Orlando De Leon of Omicron Electronics outlines the main challenges specific to testing circuit breakers installed in gas insulated substations when both sides are grounded.
When it comes to testing circuit breakers installed in a gas insulated substation (GIS), the main challenge is the safe access to the high voltage conductors and/or terminals. In GIS systems, the high voltage terminals are normally fully enclosed within the housing, therefore it is not possible to connect test instruments directly to the high voltage conductors and/or terminals. The common approach is to use the connection path provided by the built-in earthing switches. The earthing switches will commonly have insulated terminations externally on the GIS with an external bolted linkage to the earth structure of the GIS called ground connections.
The circuit breaker is tested via an inductive current change measurement using the parallel ground connection of the circuit breaker while the GIS remains grounded on both sides. Figure 1 shows the electrical diagram for the set-up.

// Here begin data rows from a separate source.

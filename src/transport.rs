//! Wire protocol and the transport seam.
//!
//! `ClientMessage` and `ServerEvent` define the event vocabulary spoken with
//! clients. The [`Transport`] trait is the only surface the manager touches;
//! the real server binds it to a socket layer, tests use
//! [`RecordingTransport`].

use crate::state::ai::Difficulty;
use crate::state::board::Outcome;
use crate::state::session::{SessionId, SessionSnapshot};
use async_trait::async_trait;
use serde::{Deserialize, Serialize};
use serde_json::{json, Value};
use std::collections::HashMap;
use tokio::sync::Mutex;

/// Identifier of one live client connection. Connections are ephemeral;
/// player identity is the durable `PlayerId`.
pub type ConnectionId = String;

/// Messages clients send, tagged by `type`.
#[derive(Debug, Clone, PartialEq, Serialize, Deserialize)]
#[serde(tag = "type")]
pub enum ClientMessage {
    /// Join the matchmaking queue.
    #[serde(rename = "findGame")]
    FindGame,

    /// Start a session against the built-in opponent.
    #[serde(rename = "startAIGame")]
    StartAiGame {
        #[serde(default)]
        difficulty: Difficulty,
    },

    /// Place a mark.
    #[serde(rename = "move")]
    Move {
        #[serde(rename = "sessionId")]
        session_id: SessionId,
        #[serde(rename = "subBoardIndex")]
        sub_board_index: usize,
        #[serde(rename = "cellIndex")]
        cell_index: usize,
    },

    /// Rejoin an existing session after a dropped connection.
    #[serde(rename = "reconnect")]
    Reconnect {
        #[serde(rename = "sessionId")]
        session_id: SessionId,
    },
}

/// Events the engine emits to clients.
#[derive(Debug, Clone, PartialEq)]
pub enum ServerEvent {
    /// Queued; an opponent will arrive or the client can start an AI game.
    Waiting,

    /// A session began. Sent individually so each player learns their mark.
    GameStart {
        session_id: SessionId,
        symbol: crate::state::board::Mark,
        opponent: String,
    },

    /// Full session snapshot, sent after every accepted move and on
    /// reconnect. Clients render from this alone.
    GameState { snapshot: SessionSnapshot },

    /// The session concluded.
    GameOver { winner: Outcome },

    /// A request was rejected. `kind` is a stable machine tag.
    Error { kind: &'static str, message: String },

    /// The opponent left a two-human session.
    PlayerLeft,
}

impl ServerEvent {
    /// Wire name of the event.
    pub fn name(&self) -> &'static str {
        match self {
            Self::Waiting => "waiting",
            Self::GameStart { .. } => "gameStart",
            Self::GameState { .. } => "gameState",
            Self::GameOver { .. } => "gameOver",
            Self::Error { .. } => "error",
            Self::PlayerLeft => "playerLeft",
        }
    }

    /// JSON payload of the event. Nameless events carry `null`.
    pub fn payload(&self) -> Value {
        match self {
            Self::Waiting | Self::PlayerLeft => Value::Null,
            Self::GameStart {
                session_id,
                symbol,
                opponent,
            } => json!({
                "sessionId": session_id,
                "symbol": symbol,
                "opponent": opponent,
            }),
            Self::GameState { snapshot } => {
                serde_json::to_value(snapshot).unwrap_or(Value::Null)
            }
            Self::GameOver { winner } => json!({ "winner": winner }),
            Self::Error { kind, message } => json!({
                "kind": kind,
                "message": message,
            }),
        }
    }
}

/// Outbound delivery seam.
///
/// Rooms are keyed by session id; both seats of a session join its room and
/// `broadcast` reaches whoever is currently connected. Delivery is
/// best-effort: a send to a gone connection is not an error.
#[async_trait]
pub trait Transport: Send + Sync {
    /// Send an event to one connection.
    async fn emit(&self, conn: &ConnectionId, event: ServerEvent);

    /// Send an event to every connection in a session's room.
    async fn broadcast(&self, session_id: &SessionId, event: ServerEvent);

    /// Add a connection to a session's room. Idempotent.
    async fn join(&self, conn: &ConnectionId, session_id: &SessionId);
}

#[derive(Debug, Default)]
struct RecordingInner {
    rooms: HashMap<SessionId, Vec<ConnectionId>>,
    log: Vec<(String, ServerEvent)>,
}

/// In-memory transport that records every delivery, for tests and local
/// tooling. The log keys direct sends by connection id and broadcasts by
/// each room member's connection id, in delivery order.
#[derive(Debug, Default)]
pub struct RecordingTransport {
    inner: Mutex<RecordingInner>,
}

impl RecordingTransport {
    pub fn new() -> Self {
        Self::default()
    }

    /// Events delivered to a connection, in order.
    pub async fn events_for(&self, conn: &ConnectionId) -> Vec<ServerEvent> {
        self.inner
            .lock()
            .await
            .log
            .iter()
            .filter(|(target, _)| target == conn)
            .map(|(_, event)| event.clone())
            .collect()
    }

    /// Current members of a session's room.
    pub async fn room_members(&self, session_id: &SessionId) -> Vec<ConnectionId> {
        self.inner
            .lock()
            .await
            .rooms
            .get(session_id)
            .cloned()
            .unwrap_or_default()
    }
}

#[async_trait]
impl Transport for RecordingTransport {
    async fn emit(&self, conn: &ConnectionId, event: ServerEvent) {
        let mut inner = self.inner.lock().await;
        inner.log.push((conn.clone(), event));
    }

    async fn broadcast(&self, session_id: &SessionId, event: ServerEvent) {
        let mut inner = self.inner.lock().await;
        let members = inner.rooms.get(session_id).cloned().unwrap_or_default();
        for conn in members {
            inner.log.push((conn, event.clone()));
        }
    }

    async fn join(&self, conn: &ConnectionId, session_id: &SessionId) {
        let mut inner = self.inner.lock().await;
        let members = inner.rooms.entry(session_id.clone()).or_default();
        if !members.contains(conn) {
            members.push(conn.clone());
        }
    }
}
//! Pure game and session state.
//!
//! This module is the rules core: no I/O, no networking, no clocks beyond
//! timestamps. The service layer (`store`, `manager`) drives it.
//!
//! - `board` - marks, outcomes, and the shared line-pattern evaluation
//! - `session` - one match instance; `validate_move` is the single legality
//!   definition and `apply_move` the only mutation path
//! - `matchmaking` - the FIFO queue of players waiting for an opponent
//! - `ai` - move selection per difficulty tier, built on `legal_moves`

pub mod ai;
pub mod board;
pub mod matchmaking;
pub mod session;

// Re-export commonly used types
pub use ai::{select_move, select_move_with, Difficulty, NoLegalMoves};
pub use board::{
    evaluate_sub_board, evaluate_super_board, sub_board_won_by, BoardWinners, Mark, Outcome,
    SubBoard, BOARD_CELLS, LINE_PATTERNS,
};
pub use matchmaking::{MatchQueue, QueueEntry};
pub use session::{
    LastMove, MalformedSnapshot, Move, MoveError, MoveOutcome, PlayerId, Players, Seat, Session,
    SessionId, SessionSnapshot, Status, AI_SENTINEL,
};
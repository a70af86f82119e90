//! In-memory session registry.
//!
//! One `Arc<Mutex<Session>>` per live session; the per-session mutex is what
//! serializes moves, so two sessions never contend on a shared lock. The
//! store also indexes which session each player is seated in and owns the
//! matchmaking queue.

use crate::state::matchmaking::MatchQueue;
use crate::state::session::{PlayerId, Session, SessionId};
use crate::transport::ConnectionId;
use std::collections::HashMap;
use std::sync::Arc;
use tokio::sync::{Mutex, RwLock};

/// Registry of live sessions plus the matchmaking queue.
#[derive(Debug, Default)]
pub struct SessionStore {
    sessions: RwLock<HashMap<SessionId, Arc<Mutex<Session>>>>,
    player_index: RwLock<HashMap<PlayerId, SessionId>>,
    queue: Mutex<MatchQueue>,
}

impl SessionStore {
    pub fn new() -> Self {
        Self::default()
    }

    /// Register a session, indexing its human seats. When the id is already
    /// live the existing handle wins, so there is never more than one live
    /// instance per id.
    pub async fn admit(&self, session: Session) -> Arc<Mutex<Session>> {
        let id = session.id.clone();
        let seats: Vec<PlayerId> = [crate::state::board::Mark::X, crate::state::board::Mark::O]
            .iter()
            .filter_map(|&mark| session.seat(mark).player_id().cloned())
            .collect();

        let mut sessions = self.sessions.write().await;
        let handle = sessions
            .entry(id.clone())
            .or_insert_with(|| Arc::new(Mutex::new(session)))
            .clone();
        drop(sessions);

        let mut index = self.player_index.write().await;
        for player in seats {
            index.insert(player, id.clone());
        }
        handle
    }

    pub async fn get(&self, id: &SessionId) -> Option<Arc<Mutex<Session>>> {
        self.sessions.read().await.get(id).cloned()
    }

    /// Drop a session handle and its player index entries. Safe to call
    /// when absent.
    pub async fn remove(&self, id: &SessionId) {
        self.sessions.write().await.remove(id);
        self.player_index
            .write()
            .await
            .retain(|_, session_id| session_id != id);
    }

    /// The live session a player is seated in, if any.
    pub async fn session_for_player(&self, player: &PlayerId) -> Option<Arc<Mutex<Session>>> {
        let id = self.player_index.read().await.get(player).cloned()?;
        self.get(&id).await
    }

    pub async fn live_count(&self) -> usize {
        self.sessions.read().await.len()
    }

    /// Enqueue a player for matchmaking. Returns false if already waiting.
    pub async fn enqueue(&self, player: PlayerId, conn: ConnectionId) -> bool {
        self.queue.lock().await.enqueue(player, conn)
    }

    /// Dequeue an opponent for `player`, never their own entry.
    pub async fn pair_for(&self, player: &PlayerId) -> Option<crate::state::matchmaking::QueueEntry> {
        self.queue.lock().await.pair_for(player)
    }

    /// Drop a player's queue entry, if present.
    pub async fn remove_waiting(&self, player: &PlayerId) -> bool {
        self.queue.lock().await.remove(player).is_some()
    }
}

#[cfg(test)]
mod tests {
    use super::*;
    use crate::state::ai::Difficulty;
    use pretty_assertions::assert_eq;

    #[tokio::test]
    async fn test_admit_indexes_players() {
        let store = SessionStore::new();
        let session =
            Session::new_versus("game-1".to_string(), "alice".to_string(), "bob".to_string());
        store.admit(session).await;

        assert!(store.get(&"game-1".to_string()).await.is_some());
        assert!(store
            .session_for_player(&"alice".to_string())
            .await
            .is_some());
        assert!(store.session_for_player(&"bob".to_string()).await.is_some());
        assert!(store
            .session_for_player(&"carol".to_string())
            .await
            .is_none());
    }

    #[tokio::test]
    async fn test_admit_same_id_returns_existing_handle() {
        let store = SessionStore::new();
        let first = store
            .admit(Session::new_vs_ai(
                "game-1".to_string(),
                "alice".to_string(),
                Difficulty::Easy,
            ))
            .await;
        let second = store
            .admit(Session::new_vs_ai(
                "game-1".to_string(),
                "alice".to_string(),
                Difficulty::Hard,
            ))
            .await;

        assert!(Arc::ptr_eq(&first, &second));
        assert_eq!(store.live_count().await, 1);
        assert_eq!(first.lock().await.ai_difficulty(), Some(Difficulty::Easy));
    }

    #[tokio::test]
    async fn test_remove_clears_player_index() {
        let store = SessionStore::new();
        store
            .admit(Session::new_versus(
                "game-1".to_string(),
                "alice".to_string(),
                "bob".to_string(),
            ))
            .await;

        store.remove(&"game-1".to_string()).await;
        assert_eq!(store.live_count().await, 0);
        assert!(store
            .session_for_player(&"alice".to_string())
            .await
            .is_none());

        // Idempotent.
        store.remove(&"game-1".to_string()).await;
    }

    #[tokio::test]
    async fn test_queue_passthrough() {
        let store = SessionStore::new();
        assert!(store.enqueue("alice".to_string(), "conn-a".to_string()).await);
        assert!(!store.enqueue("alice".to_string(), "conn-a2".to_string()).await);

        assert!(store.pair_for(&"alice".to_string()).await.is_none());
        let entry = store.pair_for(&"bob".to_string()).await.unwrap();
        assert_eq!(entry.player, "alice");
        assert!(!store.remove_waiting(&"alice".to_string()).await);
    }
}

Figure 1: Electrical diagram for a current sensor arrangement on a GIS
The current sensor is a Rogowski coil that is laid around the ground connection of the earthing switch, as shown in Figures 2 and 3. This connection ensures that intrusive changes or additional connections are not needed to be made in the GIS, therefore there is no added risk taken by removing a ground connection or de-commissioning bay parts of the GIS.

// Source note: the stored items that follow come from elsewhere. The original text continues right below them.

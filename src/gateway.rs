//! Persistence seam.
//!
//! Sessions are written through a [`PersistenceGateway`] after every
//! accepted move and on every lifecycle transition. A gateway failure is an
//! operational event: the manager logs it and play continues from memory,
//! so implementations never surface errors to players.

use crate::state::session::{SessionId, SessionSnapshot};
use async_trait::async_trait;
use std::collections::HashMap;
use thiserror::Error;
use tokio::sync::RwLock;

/// A save or load failed inside the gateway.
#[derive(Debug, Clone, PartialEq, Eq, Error)]
#[error("Persistence gateway failure: {message}")]
pub struct PersistenceError {
    pub message: String,
}

impl PersistenceError {
    pub fn new(message: impl Into<String>) -> Self {
        Self {
            message: message.into(),
        }
    }
}

/// Durable storage for session snapshots.
#[async_trait]
pub trait PersistenceGateway: Send + Sync {
    /// Write the snapshot, replacing any prior document for the id.
    async fn save(&self, id: &SessionId, snapshot: &SessionSnapshot)
        -> Result<(), PersistenceError>;

    /// Read the snapshot for the id; `Ok(None)` when it was never saved.
    async fn load(&self, id: &SessionId) -> Result<Option<SessionSnapshot>, PersistenceError>;
}

/// In-memory gateway, for tests and single-process deployments.
#[derive(Debug, Default)]
pub struct MemoryGateway {
    documents: RwLock<HashMap<SessionId, SessionSnapshot>>,
}

impl MemoryGateway {
    pub fn new() -> Self {
        Self::default()
    }

    /// Number of stored snapshots.
    pub async fn len(&self) -> usize {
        self.documents.read().await.len()
    }

    pub async fn is_empty(&self) -> bool {
        self.documents.read().await.is_empty()
    }
}

#[async_trait]
impl PersistenceGateway for MemoryGateway {
    async fn save(
        &self,
        id: &SessionId,
        snapshot: &SessionSnapshot,
    ) -> Result<(), PersistenceError> {
        self.documents
            .write()
            .await
            .insert(id.clone(), snapshot.clone());
        Ok(())
    }

    async fn load(&self, id: &SessionId) -> Result<Option<SessionSnapshot>, PersistenceError> {
        Ok(self.documents.read().await.get(id).cloned())
    }
}

#[cfg(test)]
mod tests {
    use super::*;
    use crate::state::session::Session;
    use pretty_assertions::assert_eq;

    #[tokio::test]
    async fn test_save_load_replace() {
        let gateway = MemoryGateway::new();
        let id = "game-1".to_string();
        assert_eq!(gateway.load(&id).await.unwrap(), None);

        let mut session =
            Session::new_versus(id.clone(), "alice".to_string(), "bob".to_string());
        gateway.save(&id, &session.snapshot()).await.unwrap();
        assert_eq!(gateway.load(&id).await.unwrap(), Some(session.snapshot()));

        session
            .apply_move(crate::state::session::Move {
                sub_board: 4,
                cell: 4,
                mark: crate::state::board::Mark::X,
            })
            .unwrap();
        gateway.save(&id, &session.snapshot()).await.unwrap();

        let loaded = gateway.load(&id).await.unwrap().unwrap();
        assert_eq!(loaded, session.snapshot());
        assert_eq!(gateway.len().await, 1);
    }
}
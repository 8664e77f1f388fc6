#![forbid(unsafe_code)]

use super::*;
use super::users::{USER_COLUMNS, map_user};
use rusqlite::{OptionalExtension, params};

impl SqliteStore {
    pub fn create_session(
        &mut self,
        user_id: &str,
        token: &str,
        ttl_ms: i64,
    ) -> Result<SessionRow, StoreError> {
        let now_ms = now_ms();
        let expires_ms = now_ms.saturating_add(ttl_ms);
        self.conn.execute(
            "INSERT INTO sessions(token, user_id, created_ms, expires_ms) VALUES (?1, ?2, ?3, ?4)",
            params![token, user_id, now_ms, expires_ms],
        )?;
        Ok(SessionRow {
            token: token.to_string(),
            user_id: user_id.to_string(),
            created_ms: now_ms,
            expires_ms,
        })
    }

    /// Resolves a bearer token to its user. Expired sessions and sessions
    /// pointing at deleted users resolve to `None`.
    pub fn session_user(&self, token: &str) -> Result<Option<UserRow>, StoreError> {
        let now_ms = now_ms();
        Ok(self
            .conn
            .query_row(
                &format!(
                    "SELECT {USER_COLUMNS} FROM users \
                     JOIN sessions ON sessions.user_id = users.id \
                     WHERE sessions.token = ?1 AND sessions.expires_ms > ?2"
                ),
                params![token, now_ms],
                map_user,
            )
            .optional()?)
    }

    pub fn delete_session(&mut self, token: &str) -> Result<bool, StoreError> {
        let deleted = self
            .conn
            .execute("DELETE FROM sessions WHERE token = ?1", params![token])?;
        Ok(deleted > 0)
    }

    pub fn purge_expired_sessions(&mut self) -> Result<usize, StoreError> {
        let now_ms = now_ms();
        Ok(self.conn.execute(
            "DELETE FROM sessions WHERE expires_ms <= ?1",
            params![now_ms],
        )?)
    }
}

Figure 2: Rogowski coil connection on an earthing switch
Figure 3: Rogowski coil connection on an earthing switch
The test is performed by injecting a DC current (up to 200A) through the circuit breaker/housing of the GIS using ground connections of the earthing switches, as shown in Figures 4 and 5. The current clamp is for the current injection and the black Rogowski coil is the current sensor in both figures.

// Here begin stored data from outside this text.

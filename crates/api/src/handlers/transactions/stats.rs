#![forbid(unsafe_code)]

use crate::server::{ApiResponse, HttpRequest, internal_error};
use om_storage::{PeriodGroup, SqliteStore, TransactionFilter, UserRow};
use serde_json::{Value, json};

/// Finance dashboard: filtered totals, category split, top
/// counterparties and a bucketed timeline.
pub(crate) fn stats(store: &mut SqliteStore, user: &UserRow, request: &HttpRequest) -> ApiResponse {
    if let Err(resp) = crate::require_director(user) {
        return resp;
    }
    let period = crate::query_param(&request.path, "period").unwrap_or_else(|| "12m".to_string());
    // Unknown period values fall through to the all-time view.
    let min_ms = match period.as_str() {
        "1m" => Some(crate::month_start_ms(0)),
        "3m" => Some(crate::month_start_ms(2)),
        "6m" => Some(crate::month_start_ms(5)),
        "12m" => Some(crate::month_start_ms(11)),
        _ => None,
    };
    let group = match crate::query_param(&request.path, "groupBy").as_deref() {
        Some("day") => PeriodGroup::Day,
        Some("week") => PeriodGroup::Week,
        _ => PeriodGroup::Month,
    };
    let periods = match group {
        PeriodGroup::Month => match period.as_str() {
            "1m" => 1,
            "3m" => 3,
            "6m" => 6,
            _ => 12,
        },
        PeriodGroup::Week => match period.as_str() {
            "1m" => 4,
            "3m" => 12,
            "6m" => 26,
            _ => 52,
        },
        PeriodGroup::Day => match period.as_str() {
            "1m" => 30,
            "3m" => 90,
            "6m" => 180,
            _ => 365,
        },
    };

    let filter = TransactionFilter {
        min_ms,
        ..TransactionFilter::default()
    };
    let summary = match store.transaction_summary(&filter) {
        Ok(summary) => summary,
        Err(err) => return internal_error(err),
    };
    let categories = match store.category_breakdown(min_ms) {
        Ok(rows) => rows,
        Err(err) => return internal_error(err),
    };
    let top_projects = match store.top_projects(min_ms, 10) {
        Ok(rows) => rows,
        Err(err) => return internal_error(err),
    };
    let top_consultants = match store.top_consultants(min_ms, 10) {
        Ok(rows) => rows,
        Err(err) => return internal_error(err),
    };
    let timeline = match store.transaction_timeline(group, periods) {
        Ok(buckets) => buckets,
        Err(err) => return internal_error(err),
    };

    let category_json: Vec<Value> = categories
        .iter()
        .map(|row| {
            json!({
                "category": row.category,
                "type": row.tx_type,
                "amount": row.amount,
                "count": row.count,
            })
        })
        .collect();
    let projects_json: Vec<Value> = top_projects
        .iter()
        .map(|row| {
            json!({
                "projectId": row.id,
                "project": row.label.as_deref().unwrap_or("Projet supprimé"),
                "amount": row.amount,
                "count": row.count,
            })
        })
        .collect();
    let consultants_json: Vec<Value> = top_consultants
        .iter()
        .map(|row| {
            json!({
                "consultantId": row.id,
                "consultant": row.label.as_deref().unwrap_or("Consultant supprimé"),
                "amount": row.amount,
                "count": row.count,
            })
        })
        .collect();
    let timeline_json: Vec<Value> = timeline
        .iter()
        .map(|bucket| {
            json!({
                "period": bucket.period,
                "entrees": bucket.entrees,
                "sorties": bucket.sorties,
                "balance": bucket.entrees - bucket.sorties,
            })
        })
        .collect();

    (
        "200 OK",
        json!({
            "summary": {
                "total": {"amount": summary.total_amount, "count": summary.total_transactions},
                "entrees": {"amount": summary.total_entrees, "count": summary.entrees_count},
                "sorties": {"amount": summary.total_sorties, "count": summary.sorties_count},
                "balance": summary.balance(),
            },
            "categoryBreakdown": category_json,
            "topProjects": projects_json,
            "topConsultants": consultants_json,
            "timeline": timeline_json,
            "period": period,
            "generatedAt": crate::now_rfc3339(),
        }),
    )
}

Figure 4: Current injection and Rogowski coil connection on an earthing switch
Figure 5: Current injection and Rogowski coil connection on an earthing switch
If the circuit breaker is closed, this current will take two different paths, the main contacts of the circuit breaker and the housing of the GIS, once the circuit breaker is opened, the only possible path for the current will be the housing of the GIS. This condition is shown in Figure 6 where the circuit breaker is in a closed position and when the circuit breaker opens and the change of states is measured by the current sensor.
Figure 6: Diagram opening operation
If the circuit breaker is open, the current will flow only through the housing of the GIS and when the circuit breaker closes the current will take two different paths, the housing of the GIS and the main contacts of the circuit breaker. This condition is shown in Figure 7 where the circuit breaker is in an open position and when the circuit breaker closes and the change of states is measured by the current sensor.
Figure 7: Diagram closing operation
The current sensor will measure the changes in the current each time an operation is made. The current change that is measured through the ground connection of the circuit breaker is then used to determine the opening and closing times, while the circuit breaker remains grounded on both sides throughout the entire measurement.